Speaking with several mohels about how the coronavirus has affected their work, Menachem Wecker found that the answers vary:
Avraham Rappaport, an Orthodox rabbi who also runs a Columbia, Maryland, financial-services company, typically performed five to seven circumcisions a week. Since mid-March, that number has soared to ten to fifteen weekly, which he believes is mostly due to restrictions on elective surgery related to the coronavirus pandemic.
But other mohels have different experiences. April Rubin, a Washington, DC-based obstetrician and gynecologist who trained as a mohelet in the Conservative movement, has seen relatively constant volume in the past three months. . . . “I am aware of several couples who have chosen to forgo the traditional ceremony and opt instead for a medical circumcision in the hospital prior to discharge after birth,” she said.

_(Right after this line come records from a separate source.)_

//! Bounded fan-out of drafted requests to the platform

use std::sync::atomic::{AtomicBool, Ordering};
use std::sync::Arc;

use tokio::sync::Semaphore;
use tokio::task::JoinSet;
use tracing::{debug, error, warn};

use super::context::ProcessingContext;
use super::error::ProcessingError;
use crate::platform::PlatformClient;

/// Shared cancellation token, checked before every platform call
#[derive(Debug, Clone, Default)]
pub struct CancellationFlag(Arc<AtomicBool>);

impl CancellationFlag {
    pub fn new() -> Self {
        Self::default()
    }

    pub fn cancel(&self) {
        self.0.store(true, Ordering::SeqCst);
    }

    pub fn is_cancelled(&self) -> bool {
        self.0.load(Ordering::SeqCst)
    }

    pub fn reset(&self) {
        self.0.store(false, Ordering::SeqCst);
    }
}

/// Sends drafted requests to the platform with at most `workers`
/// calls in flight
pub struct Dispatcher {
    platform: Arc<dyn PlatformClient>,
    permits: Arc<Semaphore>,
    cancel: CancellationFlag,
}

impl Dispatcher {
    pub fn new(platform: Arc<dyn PlatformClient>, workers: usize) -> Self {
        Self {
            platform,
            permits: Arc::new(Semaphore::new(workers.max(1))),
            cancel: CancellationFlag::new(),
        }
    }

    pub fn cancellation(&self) -> CancellationFlag {
        self.cancel.clone()
    }

    /// Send every drafted request and wait for all of them.
    ///
    /// Results are recorded on the requests. A failed request never
    /// rolls back its siblings.
    pub async fn dispatch_inbound(
        &self,
        mut contexts: Vec<ProcessingContext>,
    ) -> Vec<ProcessingContext> {
        let mut workers = JoinSet::new();

        for (ci, ctx) in contexts.iter().enumerate() {
            if !ctx.send_payload {
                continue;
            }
            for (ri, request) in ctx.requests.iter().enumerate() {
                if request.error.is_some() {
                    continue;
                }
                let platform = self.platform.clone();
                let permits = self.permits.clone();
                let cancel = self.cancel.clone();
                let request = request.clone();

                workers.spawn(async move {
                    let Ok(_permit) = permits.acquire_owned().await else {
                        return (ci, ri, Err(ProcessingError::Cancelled));
                    };
                    if cancel.is_cancelled() {
                        return (ci, ri, Err(ProcessingError::Cancelled));
                    }
                    let result = platform
                        .create_or_update(&request)
                        .await
                        .map_err(ProcessingError::from);
                    (ci, ri, result)
                });
            }
        }

        while let Some(joined) = workers.join_next().await {
            let (ci, ri, result) = match joined {
                Ok(outcome) => outcome,
                Err(e) => {
                    error!("Dispatcher: worker failed: {}", e);
                    continue;
                }
            };
            let ctx = &mut contexts[ci];
            let mapping_id = ctx.mapping.id.clone();
            let request = &mut ctx.requests[ri];
            match result {
                Ok(response) => {
                    debug!(
                        "Mapping '{}': {} request {} accepted",
                        mapping_id, request.api, request.index
                    );
                    request.response = Some(response);
                }
                Err(e) => {
                    warn!(
                        "Mapping '{}': {} request {} failed: {}",
                        mapping_id, request.api, request.index, e
                    );
                    request.error = Some(e);
                }
            }
        }

        contexts
    }
}
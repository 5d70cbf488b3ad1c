//! Inbound pipeline: broker message to platform requests

use std::sync::Arc;

use bytes::Bytes;
use chrono::{SecondsFormat, Utc};
use serde_json::{json, Value};
use tracing::{debug, warn};

use super::context::{ProcessingContext, TargetRequest};
use super::deserializer;
use super::error::{ProcessingError, Result};
use super::extension::ExtensionRegistry;
use crate::mapping::{Mapping, MappingStore, MappingType};
use crate::platform::IdentityResolver;
use crate::substitution::{apply_to_document, extract, reconcile, Extraction, JsonPath};
use crate::topic::split_topic_excluding_separator;

/// Key under which topic levels are injected into source documents
pub const TOPIC_LEVEL: &str = "_TOPIC_LEVEL_";

const TIME_KEY: &str = "time";

/// Identity of the device one document is addressed to
#[derive(Debug, Clone)]
struct Identity {
    source_id: String,
    external_id: Option<String>,
}

/// Runs every matching mapping over a broker message
pub struct InboundProcessor {
    store: Arc<MappingStore>,
    extensions: Arc<ExtensionRegistry>,
    identity: Arc<dyn IdentityResolver>,
    send_payload: bool,
}

impl InboundProcessor {
    pub fn new(
        store: Arc<MappingStore>,
        extensions: Arc<ExtensionRegistry>,
        identity: Arc<dyn IdentityResolver>,
    ) -> Self {
        Self {
            store,
            extensions,
            identity,
            send_payload: true,
        }
    }

    /// Whether drafted requests should be sent to the platform
    pub fn with_send_payload(mut self, send_payload: bool) -> Self {
        self.send_payload = send_payload;
        self
    }

    /// Process a message against all mappings resolved for its topic.
    /// A failing mapping never affects the others.
    pub async fn process(&self, topic: &str, payload: Bytes, qos: u8) -> Vec<ProcessingContext> {
        let mappings = self.store.resolve_inbound(topic);
        if mappings.is_empty() {
            debug!("Inbound: no mapping for topic '{}'", topic);
            return Vec::new();
        }

        let mut contexts = Vec::with_capacity(mappings.len());
        for mapping in mappings {
            contexts.push(
                self.process_mapping(mapping, topic, payload.clone(), qos)
                    .await,
            );
        }
        contexts
    }

    /// Process a message with one mapping
    pub async fn process_mapping(
        &self,
        mapping: Arc<Mapping>,
        topic: &str,
        payload: Bytes,
        qos: u8,
    ) -> ProcessingContext {
        let mut ctx = ProcessingContext::new(mapping, topic, payload, qos);
        ctx.send_payload = self.send_payload;

        if let Err(e) = self.run(&mut ctx).await {
            warn!("Mapping '{}': {} (topic '{}')", ctx.mapping.id, e, ctx.topic);
            ctx.record_error(e);
        }

        debug!(
            "Mapping '{}': {} request(s), {} error(s), {:?}",
            ctx.mapping.id,
            ctx.requests.len(),
            ctx.errors.len(),
            ctx.processing_type
        );
        ctx
    }

    async fn run(&self, ctx: &mut ProcessingContext) -> Result<()> {
        let extraction = self.extract(ctx)?;

        let plan = reconcile(&extraction);
        ctx.cardinality = extraction.cardinality();
        ctx.needs_repair = plan.needs_repair;
        ctx.processing_type = plan.processing_type;
        if plan.needs_repair {
            debug!(
                "Mapping '{}': repairing cardinality {:?} to {} document(s)",
                ctx.mapping.id, ctx.cardinality, plan.documents
            );
        }

        let identities = self.resolve_identities(&ctx.mapping, &extraction).await;

        let template: Value = serde_json::from_str(&ctx.mapping.target_template)
            .map_err(|e| ProcessingError::Deserialize(format!("target template: {}", e)))?;
        let identity_path = JsonPath::parse(&ctx.mapping.generic_device_identifier)?;
        let inject_time = template.get(TIME_KEY).is_some()
            && extraction.targets().all(|(target, _)| target != TIME_KEY);

        for index in 0..plan.documents {
            let identity = match identities.get(index).or_else(|| identities.last()) {
                Some(Ok(identity)) => Some(identity.clone()),
                Some(Err(e)) => {
                    ctx.record_error(e.clone());
                    continue;
                }
                None => None,
            };

            let mut document = template.clone();
            if let Err(e) = draft_document(
                &mut document,
                &extraction,
                index,
                identity.as_ref(),
                &identity_path,
            ) {
                debug!("Mapping '{}': document {} skipped: {}", ctx.mapping.id, index, e);
                ctx.record_error(e);
                continue;
            }

            if inject_time {
                if let Some(fields) = document.as_object_mut() {
                    fields.insert(
                        TIME_KEY.to_string(),
                        json!(Utc::now().to_rfc3339_opts(SecondsFormat::Millis, true)),
                    );
                }
            }

            let mut request = TargetRequest::new(index, ctx.mapping.target_api, document);
            if let Some(identity) = identity {
                if ctx.source_id.is_none() {
                    ctx.source_id = Some(identity.source_id.clone());
                }
                request.source_id = Some(identity.source_id);
                if ctx.mapping.map_device_identifier {
                    request.external_id_type = Some(ctx.mapping.external_id_type.clone());
                }
                request.external_id = identity.external_id;
            }
            ctx.add_request(request);
        }

        Ok(())
    }

    fn extract(&self, ctx: &mut ProcessingContext) -> Result<Extraction> {
        let mapping_type = ctx.mapping.mapping_type;
        if mapping_type == MappingType::ProcessorExtension {
            return self.extensions.extract(ctx);
        }

        let deserializer = deserializer::for_type(mapping_type)
            .ok_or(ProcessingError::UnsupportedFormat(mapping_type))?;
        let mut document = deserializer.deserialize(&ctx.payload)?;
        inject_topic_levels(&mut document, &ctx.topic);

        let extraction = extract(&ctx.mapping, &document)?;
        ctx.document = Some(document);
        Ok(extraction)
    }

    /// One identity per identifier value, resolved before any document is drafted
    async fn resolve_identities(
        &self,
        mapping: &Mapping,
        extraction: &Extraction,
    ) -> Vec<Result<Identity>> {
        let mut identities = Vec::new();
        for value in extraction.identifier_values() {
            let raw = match &value.value {
                Value::String(s) => s.clone(),
                Value::Null => {
                    identities.push(Err(ProcessingError::Identity(
                        "device identifier is missing".to_string(),
                    )));
                    continue;
                }
                other => other.to_string(),
            };
            identities.push(self.resolve_identity(mapping, raw).await);
        }
        identities
    }

    async fn resolve_identity(&self, mapping: &Mapping, external_id: String) -> Result<Identity> {
        if !mapping.map_device_identifier {
            return Ok(Identity {
                source_id: external_id,
                external_id: None,
            });
        }

        let id_type = &mapping.external_id_type;
        let source_id = match self.identity.resolve_external_id(id_type, &external_id).await? {
            Some(id) => id,
            None if mapping.create_non_existing_device => {
                let name = format!("device_{}_{}", id_type, external_id);
                debug!(
                    "Mapping '{}': creating device '{}' for {} '{}'",
                    mapping.id, name, id_type, external_id
                );
                self.identity
                    .create_device(id_type, &external_id, &name)
                    .await?
            }
            None => {
                return Err(ProcessingError::Identity(format!(
                    "no device registered for {} '{}'",
                    id_type, external_id
                )))
            }
        };

        Ok(Identity {
            source_id,
            external_id: Some(external_id),
        })
    }
}

/// Expose topic levels to substitution paths as `_TOPIC_LEVEL_[n]`
fn inject_topic_levels(document: &mut Value, topic: &str) {
    if let Some(fields) = document.as_object_mut() {
        let levels: Vec<Value> = split_topic_excluding_separator(topic)
            .into_iter()
            .map(Value::String)
            .collect();
        fields.insert(TOPIC_LEVEL.to_string(), Value::Array(levels));
    }
}

fn draft_document(
    document: &mut Value,
    extraction: &Extraction,
    index: usize,
    identity: Option<&Identity>,
    identity_path: &JsonPath,
) -> Result<()> {
    for (target, value) in extraction.document(index) {
        apply_to_document(document, target, value)?;
    }
    if let Some(identity) = identity {
        identity_path.set(document, json!(identity.source_id), true)?;
    }
    Ok(())
}
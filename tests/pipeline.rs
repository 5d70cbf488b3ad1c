//! End-to-end tests: in-memory broker, connector, pipeline and platform

use std::collections::BTreeMap;
use std::sync::atomic::{AtomicUsize, Ordering};
use std::sync::Arc;
use std::time::Duration;

use async_trait::async_trait;
use pretty_assertions::assert_eq;
use serde_json::{json, Value};
use tokio::time::timeout;

use vibemap::config::ConnectorConfig;
use vibemap::connector::{
    ConnectorError, ConnectorManager, ConnectorStatus, MemoryTransport, TransportCall,
};
use vibemap::mapping::{Api, Mapping, MappingStore, Substitution};
use vibemap::platform::{MemoryPlatform, PlatformClient, PlatformError};
use vibemap::processor::{ExtensionRegistry, Pipeline, TargetRequest};

const TEMPLATE: &str = r#"{
    "source": {"id": ""},
    "type": "c8y_Measurement",
    "time": "",
    "reading": {"value": 0}
}"#;

fn inbound(id: &str, measurement: &str) -> Mapping {
    let mut mapping = Mapping::inbound(id, format!("/plant/+/{}", measurement));
    mapping.template_topic = format!("/plant/hall1/{}", measurement);
    mapping.target_template = TEMPLATE.to_string();
    mapping.substitutions = vec![
        Substitution::new("_TOPIC_LEVEL_[1]", "source.id").identifier(),
        Substitution::new("value", "reading.value"),
    ];
    mapping
}

fn outbound() -> Mapping {
    let mut mapping = Mapping::outbound("out", Api::Measurement, "reading", "/out/+/reading");
    mapping.target_template = r#"{"value": 0}"#.to_string();
    mapping.substitutions = vec![
        Substitution::new("reading.value", "value"),
        Substitution::new("source.id", "_TOPIC_LEVEL_[1]"),
    ];
    mapping
}

fn connector(name: &str) -> ConnectorConfig {
    ConnectorConfig {
        name: name.to_string(),
        address: "memory".to_string(),
        reconnect_interval: 0,
        max_reconnect_interval: 0,
        connect_timeout: 1,
        operation_timeout: Duration::from_secs(1),
        ..Default::default()
    }
}

struct Harness {
    manager: ConnectorManager,
    transport: Arc<MemoryTransport>,
    platform: Arc<MemoryPlatform>,
}

fn harness(mappings: Vec<Mapping>) -> Harness {
    let store = Arc::new(MappingStore::new());
    for mapping in mappings {
        store.upsert(mapping).unwrap();
    }
    let platform = Arc::new(MemoryPlatform::new());
    let pipeline = Arc::new(Pipeline::new(
        store,
        Arc::new(ExtensionRegistry::new()),
        platform.clone(),
        4,
        true,
    ));
    Harness {
        manager: ConnectorManager::new(pipeline),
        transport: Arc::new(MemoryTransport::new()),
        platform,
    }
}

async fn wait_for(mut condition: impl FnMut() -> bool) {
    for _ in 0..500 {
        if condition() {
            return;
        }
        tokio::time::sleep(Duration::from_millis(10)).await;
    }
    panic!("condition not reached in time");
}

fn subscribed(transport: &MemoryTransport) -> Vec<String> {
    transport.subscriptions().into_keys().collect()
}

#[tokio::test]
async fn test_message_reaches_platform_before_ack() {
    let h = harness(vec![inbound("temp", "temperature")]);
    let client = h.manager.add(connector("edge"), h.transport.clone());
    h.manager.start_all();
    wait_for(|| client.status() == ConnectorStatus::Connected).await;

    assert_eq!(
        h.transport.subscriptions(),
        BTreeMap::from([("/plant/+/temperature".to_string(), 1)])
    );
    assert_eq!(h.manager.connected_count(), 1);

    let ack = h
        .transport
        .inject(
            "/plant/hall7/temperature",
            json!({"value": 21.5}).to_string(),
            1,
        )
        .await
        .unwrap();
    timeout(Duration::from_secs(5), ack).await.unwrap().unwrap();

    let requests = h.platform.requests();
    assert_eq!(requests.len(), 1);
    assert_eq!(requests[0].source_id.as_deref(), Some("hall7"));
    assert_eq!(requests[0].document["source"]["id"], json!("hall7"));
    assert_eq!(requests[0].document["reading"]["value"], json!(21.5));
    assert!(requests[0].document["time"].as_str().is_some_and(|t| !t.is_empty()));

    let status = h.manager.pipeline().status().get("temp").unwrap();
    assert_eq!(status.messages_received, 1);
    assert_eq!(status.documents_created, 1);

    h.manager.stop_all().await;
    assert_eq!(client.status(), ConnectorStatus::Disconnected);
    assert_eq!(h.transport.calls().last(), Some(&TransportCall::Disconnect));
}

#[tokio::test]
async fn test_bad_payload_is_still_acked() {
    let h = harness(vec![inbound("temp", "temperature")]);
    let client = h.manager.add(connector("edge"), h.transport.clone());
    h.manager.start_all();
    wait_for(|| client.status() == ConnectorStatus::Connected).await;

    let ack = h
        .transport
        .inject("/plant/hall1/temperature", "not json", 1)
        .await
        .unwrap();
    timeout(Duration::from_secs(5), ack).await.unwrap().unwrap();

    assert!(h.platform.requests().is_empty());
    let status = h.manager.pipeline().status().get("temp").unwrap();
    assert_eq!(status.errors, 1);
    assert!(status.last_error.is_some());

    h.manager.stop_all().await;
}

#[tokio::test]
async fn test_mapping_changes_follow_to_broker() {
    let h = harness(vec![inbound("temp", "temperature")]);
    let client = h.manager.add(connector("edge"), h.transport.clone());
    h.manager.start_all();
    wait_for(|| client.status() == ConnectorStatus::Connected).await;

    h.manager
        .upsert_mapping(inbound("hum", "humidity"))
        .await
        .unwrap();
    assert_eq!(
        subscribed(&h.transport),
        vec![
            "/plant/+/humidity".to_string(),
            "/plant/+/temperature".to_string()
        ]
    );

    // Second mapping on an existing topic shares the subscription
    h.manager
        .upsert_mapping(inbound("temp2", "temperature"))
        .await
        .unwrap();
    assert_eq!(
        client.active_subscriptions().get("/plant/+/temperature"),
        Some(&2)
    );

    h.manager.delete_mapping("temp").await.unwrap();
    assert!(subscribed(&h.transport).contains(&"/plant/+/temperature".to_string()));

    h.manager.delete_mapping("temp2").await.unwrap();
    assert_eq!(subscribed(&h.transport), vec!["/plant/+/humidity".to_string()]);
    assert!(h.manager.delete_mapping("temp2").await.is_none());

    h.manager.stop_all().await;
}

#[tokio::test]
async fn test_reconnect_resubscribes() {
    let h = harness(vec![inbound("temp", "temperature")]);
    let client = h.manager.add(connector("edge"), h.transport.clone());
    h.manager.start_all();
    wait_for(|| client.status() == ConnectorStatus::Connected).await;

    h.transport.drop_connection("broker restart").await.unwrap();
    assert!(h.transport.subscriptions().is_empty());

    let transport = h.transport.clone();
    wait_for(|| transport.connect_count() == 2 && client.status() == ConnectorStatus::Connected)
        .await;
    assert_eq!(
        subscribed(&h.transport),
        vec!["/plant/+/temperature".to_string()]
    );

    h.manager.stop_all().await;
}

#[tokio::test]
async fn test_connect_failures_back_off_and_recover() {
    let h = harness(vec![inbound("temp", "temperature")]);
    h.transport.fail_connects(2);
    let client = h.manager.add(connector("edge"), h.transport.clone());
    h.manager.start_all();

    wait_for(|| client.status() == ConnectorStatus::Connected).await;
    assert_eq!(h.transport.connect_count(), 3);

    h.manager.stop_all().await;
}

#[tokio::test]
async fn test_outbound_event_published() {
    let h = harness(vec![outbound()]);
    let client = h.manager.add(connector("edge"), h.transport.clone());

    let event = json!({"source": {"id": "dev7"}, "reading": {"value": 3}});
    assert_eq!(
        client
            .publish("/out/x", bytes::Bytes::from_static(b"{}"), 0)
            .await,
        Err(ConnectorError::NotConnected)
    );
    assert!(h.manager.publish_outbound(Api::Measurement, &event).await.is_empty());

    h.manager.start_all();
    wait_for(|| client.status() == ConnectorStatus::Connected).await;
    assert!(h.transport.subscriptions().is_empty());

    let contexts = h.manager.publish_outbound(Api::Measurement, &event).await;
    assert_eq!(contexts.len(), 1);
    assert!(contexts[0].requests[0].response.is_some());

    let published = h.transport.published();
    assert_eq!(published.len(), 1);
    assert_eq!(published[0].topic, "/out/dev7/reading");
    let payload: Value = serde_json::from_slice(&published[0].payload).unwrap();
    assert_eq!(payload, json!({"value": 3}));

    h.manager.stop_all().await;
}

#[tokio::test]
async fn test_disabled_connector_stays_idle() {
    let h = harness(vec![inbound("temp", "temperature")]);
    let mut config = connector("off");
    config.enabled = false;
    let client = h.manager.add(config, h.transport.clone());

    h.manager.start_all();
    tokio::time::sleep(Duration::from_millis(50)).await;

    assert_eq!(client.status(), ConnectorStatus::Disconnected);
    assert_eq!(h.transport.connect_count(), 0);
    assert_eq!(
        h.manager.status(),
        vec![("off".to_string(), ConnectorStatus::Disconnected)]
    );
}

/// Platform that takes its time for every document
struct SlowPlatform {
    delay: Duration,
    completed: AtomicUsize,
}

#[async_trait]
impl PlatformClient for SlowPlatform {
    async fn create_or_update(&self, request: &TargetRequest) -> Result<Value, PlatformError> {
        tokio::time::sleep(self.delay).await;
        self.completed.fetch_add(1, Ordering::SeqCst);
        Ok(request.document.clone())
    }

    async fn resolve_external_id(
        &self,
        _external_id_type: &str,
        _external_id: &str,
    ) -> Result<Option<String>, PlatformError> {
        Ok(None)
    }

    async fn create_device(
        &self,
        _external_id_type: &str,
        external_id: &str,
        _name: &str,
    ) -> Result<String, PlatformError> {
        Ok(external_id.to_string())
    }
}

#[tokio::test]
async fn test_connection_loss_lets_inflight_message_finish() {
    let store = Arc::new(MappingStore::new());
    store.upsert(inbound("temp", "temperature")).unwrap();
    let platform = Arc::new(SlowPlatform {
        delay: Duration::from_millis(300),
        completed: AtomicUsize::new(0),
    });
    let pipeline = Arc::new(Pipeline::new(
        store,
        Arc::new(ExtensionRegistry::new()),
        platform.clone(),
        4,
        true,
    ));
    let manager = ConnectorManager::new(pipeline);
    let transport = Arc::new(MemoryTransport::new());
    let client = manager.add(connector("edge"), transport.clone());
    manager.start_all();
    wait_for(|| client.status() == ConnectorStatus::Connected).await;

    let ack = transport
        .inject(
            "/plant/hall7/temperature",
            json!({"value": 5}).to_string(),
            1,
        )
        .await
        .unwrap();
    tokio::time::sleep(Duration::from_millis(50)).await;
    transport.drop_connection("broker restart").await.unwrap();

    timeout(Duration::from_secs(5), ack).await.unwrap().unwrap();
    assert_eq!(platform.completed.load(Ordering::SeqCst), 1);

    wait_for(|| transport.connect_count() == 2 && client.status() == ConnectorStatus::Connected)
        .await;
    assert_eq!(platform.completed.load(Ordering::SeqCst), 1);

    manager.stop_all().await;
}

#[tokio::test]
async fn test_unanswered_subscribe_does_not_block_connector() {
    let h = harness(vec![inbound("temp", "temperature")]);
    h.transport.stall_subscribe("/plant/+/temperature");
    let mut config = connector("edge");
    config.operation_timeout = Duration::from_millis(200);
    let client = h.manager.add(config, h.transport.clone());
    h.manager.start_all();

    wait_for(|| client.status() == ConnectorStatus::Connected).await;
    assert!(h.transport.subscriptions().is_empty());
    assert_eq!(
        client.active_subscriptions().get("/plant/+/temperature"),
        Some(&1)
    );

    timeout(Duration::from_secs(2), h.manager.stop_all())
        .await
        .unwrap();
    assert_eq!(client.status(), ConnectorStatus::Disconnected);
}
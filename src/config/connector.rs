//! Connector Configuration
//!
//! Configuration for connections to the MQTT brokers that mappings
//! subscribe on and publish to.

use std::time::Duration;

use serde::Deserialize;

/// Default MQTT port when the address carries none
pub const DEFAULT_PORT: u16 = 1883;

/// Configuration for a single broker connection
#[derive(Debug, Clone, Deserialize)]
pub struct ConnectorConfig {
    /// Unique name for this connector
    pub name: String,

    /// Broker address (host:port or just host)
    pub address: String,

    /// Client ID to use when connecting
    #[serde(default = "default_client_id")]
    pub client_id: String,

    pub username: Option<String>,

    pub password: Option<String>,

    /// Keep-alive interval in seconds
    #[serde(default = "default_keepalive")]
    pub keepalive: u16,

    #[serde(default = "default_true")]
    pub clean_session: bool,

    /// Reconnect interval in seconds
    #[serde(default = "default_reconnect_interval")]
    pub reconnect_interval: u64,

    /// Maximum reconnect interval in seconds (for exponential backoff)
    #[serde(default = "default_max_reconnect_interval")]
    pub max_reconnect_interval: u64,

    /// Connection timeout in seconds
    #[serde(default = "default_connect_timeout")]
    pub connect_timeout: u64,

    /// Timeout for subscribe, unsubscribe and publish
    #[serde(default = "default_operation_timeout", with = "humantime_serde")]
    pub operation_timeout: Duration,

    #[serde(default = "default_true")]
    pub enabled: bool,

    /// Capacity of the client request channel
    #[serde(default = "default_inflight")]
    pub inflight: usize,
}

fn default_client_id() -> String {
    format!("vibemap-{}", std::process::id())
}

fn default_keepalive() -> u16 {
    60
}

fn default_true() -> bool {
    true
}

fn default_reconnect_interval() -> u64 {
    5
}

fn default_max_reconnect_interval() -> u64 {
    60
}

fn default_connect_timeout() -> u64 {
    30
}

fn default_operation_timeout() -> Duration {
    Duration::from_secs(10)
}

fn default_inflight() -> usize {
    100
}

impl Default for ConnectorConfig {
    fn default() -> Self {
        Self {
            name: "default".to_string(),
            address: "localhost:1883".to_string(),
            client_id: default_client_id(),
            username: None,
            password: None,
            keepalive: default_keepalive(),
            clean_session: true,
            reconnect_interval: default_reconnect_interval(),
            max_reconnect_interval: default_max_reconnect_interval(),
            connect_timeout: default_connect_timeout(),
            operation_timeout: default_operation_timeout(),
            enabled: true,
            inflight: default_inflight(),
        }
    }
}

impl ConnectorConfig {
    pub fn reconnect_interval_duration(&self) -> Duration {
        Duration::from_secs(self.reconnect_interval)
    }

    pub fn max_reconnect_interval_duration(&self) -> Duration {
        Duration::from_secs(self.max_reconnect_interval)
    }

    pub fn connect_timeout_duration(&self) -> Duration {
        Duration::from_secs(self.connect_timeout)
    }

    /// Parse address into host and port
    pub fn parse_address(&self) -> (String, u16) {
        if let Some((host, port_str)) = self.address.rsplit_once(':') {
            if let Ok(port) = port_str.parse::<u16>() {
                return (host.to_string(), port);
            }
        }
        (self.address.clone(), DEFAULT_PORT)
    }

    /// Address as shown in logs and connect events
    pub fn uri(&self) -> String {
        let (host, port) = self.parse_address();
        format!("mqtt://{}:{}", host, port)
    }
}

#[cfg(test)]
mod tests {
    use super::*;

    #[test]
    fn test_parse_address() {
        let config = ConnectorConfig {
            address: "broker.example.com:8883".to_string(),
            ..Default::default()
        };
        assert_eq!(config.parse_address(), ("broker.example.com".to_string(), 8883));
        assert_eq!(config.uri(), "mqtt://broker.example.com:8883");

        let config = ConnectorConfig {
            address: "broker.example.com".to_string(),
            ..Default::default()
        };
        assert_eq!(config.parse_address().1, DEFAULT_PORT);
    }

    #[test]
    fn test_durations() {
        let config = ConnectorConfig::default();
        assert_eq!(config.reconnect_interval_duration(), Duration::from_secs(5));
        assert_eq!(config.max_reconnect_interval_duration(), Duration::from_secs(60));
        assert_eq!(config.operation_timeout, Duration::from_secs(10));
    }
}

Eliezer Lawrence, an Orthodox rabbi and also a Manhattan mohel, and dozens of colleagues worldwide in a mohel group of which he is a part, have seen a reduction in circumcisions of late. In Lawrence’s view, some families have forgone a bris for a secular circumcision in the hospital to avoid the risk of having a mohel come to the house. “It is one of the last almost universally practiced things of the Jewish people,” he said. “We mark a generation of catastrophe in Judaism by the number who went uncircumcised.”